The primary impact of adoption was the prospective recognition of excess tax benefits in the income statement as an income tax benefit rather than equity, which increased net income per share during the three and six month periods ended July 29, 2017 by $0.09 and $0.16, respectively, by lowering the Company’s effective tax rate approximately 1,140 basis points and 880 basis points, respectively.

The Company has applied the amendment relating to the presentation of the excess tax benefits on the Condensed Consolidated Statements of Cash Flows retrospectively, resulting in the reclassification of $6.5 million of excess tax benefits from cash flows from financing activities to cash flows from operating activities for the six month period ended July 30, 2016.

The Company has elected to account for forfeitures of share-based awards as they occur, on a modified retrospective basis, resulting in a $0.4 million cumulative-effect adjustment to retained earnings as of January 29, 2017.

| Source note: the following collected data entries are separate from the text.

//! High-level client API.

use crate::connection::{Connection, ConnectionConfig};
use crate::error::ClientError;
use bytes::Bytes;
use std::sync::Arc;
use std::time::Duration;
use tokio::io::{AsyncRead, AsyncWrite};

/// High-level client for muxrpc.
///
/// All methods take `&self`; share a client between tasks with `Arc` to
/// multiplex their calls over one connection. Dropping the client tears
/// the connection down.
pub struct Client {
    conn: Arc<Connection>,
}

impl Client {
    /// Creates a new client with the given configuration.
    pub fn new(config: ConnectionConfig) -> Self {
        Self {
            conn: Arc::new(Connection::new(config)),
        }
    }

    /// Creates a client for `addr` with default settings.
    pub fn with_addr(addr: impl Into<String>) -> Self {
        Self::new(ConnectionConfig::new(addr))
    }

    /// Connects to the server.
    pub async fn connect(&self) -> Result<(), ClientError> {
        self.conn.connect().await
    }

    /// Runs the client over an already established byte stream.
    pub fn attach<S>(&self, stream: S)
    where
        S: AsyncRead + AsyncWrite + Send + 'static,
    {
        self.conn.attach(stream)
    }

    /// Calls `service.method` with `param` and waits for the result.
    pub async fn call(
        &self,
        signature: &str,
        param: impl Into<Bytes>,
    ) -> Result<Bytes, ClientError> {
        self.conn.call(signature, param.into()).await
    }

    /// Like [`Client::call`], giving up after `timeout`.
    pub async fn call_timeout(
        &self,
        signature: &str,
        param: impl Into<Bytes>,
        timeout: Duration,
    ) -> Result<Bytes, ClientError> {
        self.conn.call_timeout(signature, param.into(), timeout).await
    }

    /// Returns whether the client is connected.
    pub fn is_connected(&self) -> bool {
        self.conn.is_connected()
    }

    /// Returns the number of calls awaiting a response.
    pub fn pending_count(&self) -> usize {
        self.conn.pending_count()
    }

    /// Tears down the connection; pending calls fail with
    /// [`ClientError::ConnectionLost`].
    pub fn reset(&self) {
        self.conn.reset()
    }

    /// Closes the connection.
    pub fn close(&self) {
        tracing::debug!("Closing connection to {}", self.conn.config().addr);
        self.conn.reset()
    }

    pub fn config(&self) -> &ConnectionConfig {
        self.conn.config()
    }
}

impl Drop for Client {
    fn drop(&mut self) {
        self.conn.reset();
    }
}
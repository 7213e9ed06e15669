//! Call and Response messages.

use crate::error::ProtocolError;
use crate::SIGNATURE_SEPARATOR;
use bytes::Bytes;

/// A remote call issued by a client.
#[derive(Debug, Clone, PartialEq, Eq)]
pub struct Call {
    /// Request id, unique within the lifetime of a connection.
    pub id: i64,
    /// Service the call is routed to.
    pub service: String,
    /// Method name handed to the service's handler.
    pub method: String,
    /// Opaque parameter payload (may be empty).
    pub param: Bytes,
}

impl Call {
    /// Creates a call, validating the service and method names.
    pub fn new(
        id: i64,
        service: impl Into<String>,
        method: impl Into<String>,
        param: impl Into<Bytes>,
    ) -> Result<Self, ProtocolError> {
        let service = service.into();
        let method = method.into();
        validate_service_name(&service)?;
        validate_method_name(&method)?;
        Ok(Self {
            id,
            service,
            method,
            param: param.into(),
        })
    }

    /// Creates a call from a `service.method` signature.
    pub fn from_signature(
        id: i64,
        signature: &str,
        param: impl Into<Bytes>,
    ) -> Result<Self, ProtocolError> {
        let (service, method) = parse_signature(signature)?;
        Self::new(id, service, method, param)
    }

    /// Returns the `service.method` signature of this call.
    pub fn signature(&self) -> String {
        format!("{}{}{}", self.service, SIGNATURE_SEPARATOR, self.method)
    }
}

/// The outcome of a call, addressed back to its request id.
#[derive(Debug, Clone, PartialEq, Eq)]
pub struct Response {
    /// Request id of the originating call.
    pub id: i64,
    /// Raw result bytes on success, error message on failure.
    pub outcome: Result<Bytes, String>,
}

impl Response {
    pub fn new(id: i64, outcome: Result<Bytes, String>) -> Self {
        Self { id, outcome }
    }

    /// Creates a success response.
    pub fn success(id: i64, result: impl Into<Bytes>) -> Self {
        Self {
            id,
            outcome: Ok(result.into()),
        }
    }

    /// Creates an error response.
    pub fn failure(id: i64, message: impl Into<String>) -> Self {
        Self {
            id,
            outcome: Err(message.into()),
        }
    }

    pub fn is_ok(&self) -> bool {
        self.outcome.is_ok()
    }

    pub fn is_error(&self) -> bool {
        self.outcome.is_err()
    }

    pub fn into_outcome(self) -> Result<Bytes, String> {
        self.outcome
    }
}

/// Splits a `service.method` signature on its first separator.
///
/// The method part keeps any further separators, so `a.b.c` names method
/// `b.c` of service `a`.
pub fn parse_signature(signature: &str) -> Result<(&str, &str), ProtocolError> {
    let (service, method) = signature
        .split_once(SIGNATURE_SEPARATOR)
        .ok_or_else(|| ProtocolError::InvalidSignature(signature.to_string()))?;
    if service.is_empty() || method.is_empty() || signature.contains('\0') {
        return Err(ProtocolError::InvalidSignature(signature.to_string()));
    }
    Ok((service, method))
}

/// Checks that `name` can be used as a service name.
pub fn validate_service_name(name: &str) -> Result<(), ProtocolError> {
    if name.is_empty() || name.contains(SIGNATURE_SEPARATOR) || name.contains('\0') {
        return Err(ProtocolError::InvalidServiceName(name.to_string()));
    }
    Ok(())
}

/// Checks that `name` can be used as a method name.
pub fn validate_method_name(name: &str) -> Result<(), ProtocolError> {
    if name.is_empty() || name.contains('\0') {
        return Err(ProtocolError::InvalidMethodName(name.to_string()));
    }
    Ok(())
}
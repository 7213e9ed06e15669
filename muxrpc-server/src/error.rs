//! Server error types.

use thiserror::Error;

/// Server errors.
#[derive(Debug, Error)]
pub enum ServerError {
    #[error("I/O error: {0}")]
    Io(#[from] std::io::Error),

    #[error("protocol error: {0}")]
    Protocol(#[from] muxrpc_protocol::ProtocolError),

    #[error("invalid service name: {0:?}")]
    InvalidServiceName(String),

    #[error("server shutting down")]
    ShuttingDown,
}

The presentation requirements for cash flows related to employee taxes paid for withheld shares had no impact to any of the periods presented in the Company’s Condensed Consolidated Statements of Cash Flows since such cash flows have historically been presented as a financing activity.

 

7


 

Pending Accounting Standards

In May 2014, the FASB issued ASU 2014-09, “Revenue from Contracts with Customers,” which converges revenue recognition under U.S. GAAP and International Financial Reporting Standards. The new guidance supersedes most preexisting revenue recognition guidance, and provides a five-step analysis of transactions to determine when and how revenue is recognized. The core principle of the guidance is that an entity should recognize revenue to depict the transfer of promised goods or services to customers in an amount that reflects the consideration to which the entity expects to be entitled in exchange for those goods or services. In August 2015, the FASB issued ASU 2015-14, which deferred the effective date of ASU 2014-09 for public companies to periods beginning after December 15, 2017, with early adoption permitted. The standard shall be applied either retrospectively to each period presented or as a cumulative-effect adjustment as of the date of adoption. This ASU will be effective for the Company as of the beginning of the fiscal year ending February 2, 2019 (Fiscal 2018). The Company is in the process of determining the impact of the adoption of this guidance on its consolidated financial statements or notes thereto. The Company believes that there will be no change in the timing or amount of revenue recognized under the new standard as it relates to revenue from point of sale at the registers in our stores, which constitutes more than 99% of the Company’s revenue. The new standard will require a change in the presentation of the Company’s sales return reserve on the balance sheet, which is currently recorded net. The new standard will require the reserve to be established at the gross sales value with an asset established for the value of the merchandise returned. The Company does not, however, anticipate that the new guidance will have a significant impact on its consolidated financial statements.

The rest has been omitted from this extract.